Learning Models of Object Structure
Fig. 1 Example of the generative image model for detected features. The rightward arrows show statistical generation and the leftward show feature detection.

The goal of this project is to learn stochastic geometric models of object categories from single view images. Our approach focuses on learning structure models that are expressible as spatially contiguous assemblage of blocks. The assemblages, or topologies, are learned across groups of images, with one or more such topologies linked to an object category (e.g. chairs). Fitting learned topologies to an image is useful for identifying an object class, as well as detail its geometry. The latter goes beyond just labeling objects, as it provides the geometric structure of particular instances.

Fig. 2 Generated samples of tables and chairs from the learned structure topology and statistical category parameters.

We learn the models using joint statistical inference over instance and category-level parameters. The instance parameters include the specific size and shape of an object in an image and its camera capturing the view. The category parameters encompass shared object topology and shape statistics. Together these produce an image likelihood for detected features through a generative, statistical imaging model (Figure 1). The category statistics additionally define a likelihood over structure and camera instance parameters (Figure 2).

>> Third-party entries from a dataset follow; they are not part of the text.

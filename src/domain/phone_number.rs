use lazy_static::lazy_static;
use regex::Regex;
use serde::Serialize;

lazy_static! {
    // `+`, a non-zero country code digit, 8 to 15 digits in total.
    static ref INTERNATIONAL_PHONE_REGEX: Regex =
        Regex::new(r"^\+[1-9][0-9]{7,14}$").expect("phone number pattern is valid");
}

/// A phone number in international format, e.g. `+919876543210`.
#[derive(Debug, Clone, PartialEq, Eq, Hash, Serialize)]
#[serde(transparent)]
pub struct PhoneNumber(String);

impl PhoneNumber {
    pub fn parse(s: &str) -> Result<PhoneNumber, String> {
        let candidate = s.trim();
        if INTERNATIONAL_PHONE_REGEX.is_match(candidate) {
            Ok(Self(candidate.to_string()))
        } else {
            Err(
                "Invalid phone number format. Please use international format (e.g., +919876543210)."
                    .to_string(),
            )
        }
    }

    /// The number without the leading `+`, as used in wa.me links.
    pub fn digits(&self) -> &str {
        self.0.trim_start_matches('+')
    }
}

impl AsRef<str> for PhoneNumber {
    fn as_ref(&self) -> &str {
        &self.0
    }
}

impl std::fmt::Display for PhoneNumber {
    fn fmt(&self, f: &mut std::fmt::Formatter<'_>) -> std::fmt::Result {
        self.0.fmt(f)
    }
}

#[cfg(test)]
mod tests {
    use fake::faker::number::en::NumberWithFormat;
    use fake::Fake;
    use quickcheck::{Arbitrary, Gen};
    use quickcheck_macros::quickcheck;
    use rand::rngs::StdRng;
    use rand::SeedableRng;

    use crate::domain::PhoneNumber;

    fn number_with_digits(rng: &mut StdRng, total_digits: usize) -> String {
        let format = format!("^{}", "#".repeat(total_digits - 1));
        NumberWithFormat(&format).fake_with_rng(rng)
    }

    #[derive(Debug, Clone)]
    struct ValidPhoneFixture(pub String);

    impl Arbitrary for ValidPhoneFixture {
        fn arbitrary(g: &mut Gen) -> Self {
            let mut rng = StdRng::seed_from_u64(u64::arbitrary(g));
            let total_digits: usize = (8..=15).fake_with_rng(&mut rng);
            Self(format!("+{}", number_with_digits(&mut rng, total_digits)))
        }
    }

    #[derive(Debug, Clone)]
    struct MalformedPhoneFixture(pub String);

    impl Arbitrary for MalformedPhoneFixture {
        fn arbitrary(g: &mut Gen) -> Self {
            let mut rng = StdRng::seed_from_u64(u64::arbitrary(g));
            let variant: u8 = (0..4).fake_with_rng(&mut rng);
            let phone = match variant {
                // missing plus
                0 => {
                    let total_digits: usize = (8..=15).fake_with_rng(&mut rng);
                    number_with_digits(&mut rng, total_digits)
                }
                // too short
                1 => {
                    let total_digits: usize = (1..=7).fake_with_rng(&mut rng);
                    format!("+{}", number_with_digits(&mut rng, total_digits))
                }
                // too long
                2 => {
                    let total_digits: usize = (16..=20).fake_with_rng(&mut rng);
                    format!("+{}", number_with_digits(&mut rng, total_digits))
                }
                // leading zero country code
                _ => {
                    let total_digits: usize = (7..=14).fake_with_rng(&mut rng);
                    format!("+0{}", number_with_digits(&mut rng, total_digits))
                }
            };
            Self(phone)
        }
    }

    #[quickcheck]
    fn valid_phone_numbers_are_parsed_successfully(valid_phone: ValidPhoneFixture) -> bool {
        PhoneNumber::parse(&valid_phone.0).is_ok()
    }

    #[quickcheck]
    fn malformed_phone_numbers_are_rejected(malformed_phone: MalformedPhoneFixture) -> bool {
        PhoneNumber::parse(&malformed_phone.0).is_err()
    }

    #[test]
    fn test_phone_number_examples() {
        assert!(PhoneNumber::parse("+919876543210").is_ok());
        assert!(PhoneNumber::parse(" +14155550123 ").is_ok());
        assert!(PhoneNumber::parse("919876543210").is_err());
        assert!(PhoneNumber::parse("+91 98765 43210").is_err());
        assert!(PhoneNumber::parse("+91-9876543210").is_err());
        assert!(PhoneNumber::parse("").is_err());
        assert!(PhoneNumber::parse("+").is_err());
    }

    #[test]
    fn test_phone_number_digits() {
        let phone = PhoneNumber::parse("+919876543210").unwrap();
        assert_eq!(phone.digits(), "919876543210");
        assert_eq!(phone.as_ref(), "+919876543210");
    }
}
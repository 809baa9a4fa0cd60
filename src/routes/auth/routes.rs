use actix_web::web;

use super::handlers::{
    confirm_code, create_session, fetch_session, guard_decision, issue_challenge,
    mount_login_form, reset_login_form, send_code, sign_out, unmount_login_form,
};

pub fn auth_route(cfg: &mut web::ServiceConfig) {
    cfg.service(
        web::resource("/session")
            .route(web::post().to(create_session))
            .route(web::get().to(fetch_session)),
    );
    cfg.service(web::resource("/signout").route(web::post().to(sign_out)));
    cfg.service(web::resource("/guard").route(web::get().to(guard_decision)));
    cfg.service(web::resource("/login/form").route(web::post().to(mount_login_form)));
    cfg.service(
        web::resource("/login/form/{form_id}").route(web::delete().to(unmount_login_form)),
    );
    cfg.service(
        web::resource("/login/form/{form_id}/challenge").route(web::post().to(issue_challenge)),
    );
    cfg.service(web::resource("/login/form/{form_id}/send").route(web::post().to(send_code)));
    cfg.service(
        web::resource("/login/form/{form_id}/confirm").route(web::post().to(confirm_code)),
    );
    cfg.service(
        web::resource("/login/form/{form_id}/reset").route(web::post().to(reset_login_form)),
    );
}
use serde::{Deserialize, Serialize};
use utoipa::ToSchema;
use uuid::Uuid;

#[derive(Debug, Deserialize, utoipa::IntoParams)]
pub struct ContactQuery {
    /// Mentions this bird in the prefilled message.
    pub bird_id: Option<Uuid>,
}

#[derive(Debug, Serialize, ToSchema)]
pub struct ContactLink {
    pub url: String,
    pub phone_number: String,
    pub message: String,
}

For model inference and learning, we use trans-dimensional sampling to explore the varying dimensions of topology hypotheses. We further alternate between Metropolis-Hastings and stochastic dynamics to fit the instance and statistical category parameters. Figure 3 illustrates the learning process with a sequence of samples for two images in a set of tables; the instance parameters and shared category parameters are being inferred simultaneously.

Fig. 3 From left to right, successive random samples from 2 of 15 table instances, each after 2K iterations of model inference. The category topology and statistics are learned simultaneously from the set of images; the form of the structure is shared across instances.

Our experiments on images of furniture objects, such as tables and chairs, suggest that this is an effective approach for learning models that encode simple representations of category geometry and their statistics. We have also shown the learned models support inferring both category and geometry on held out single view images. Figure 4 shows some example results for learned models of tables, chairs, footstools, sofas and desks.

This work is published in NIPS 2009 and the software is available for download We are currently working on substantial extensions in a technical report that will ultimately be a journal submission. Comments are welcome, please send me an email.

Fig. 4 Learning the topology of furniture objects. Sets of contiguous blocks were fit across five image data sets. Model fitting is done jointly across each set. The fits for these examples is shown by the blocks drawn in red. Detected edge points are shown in green.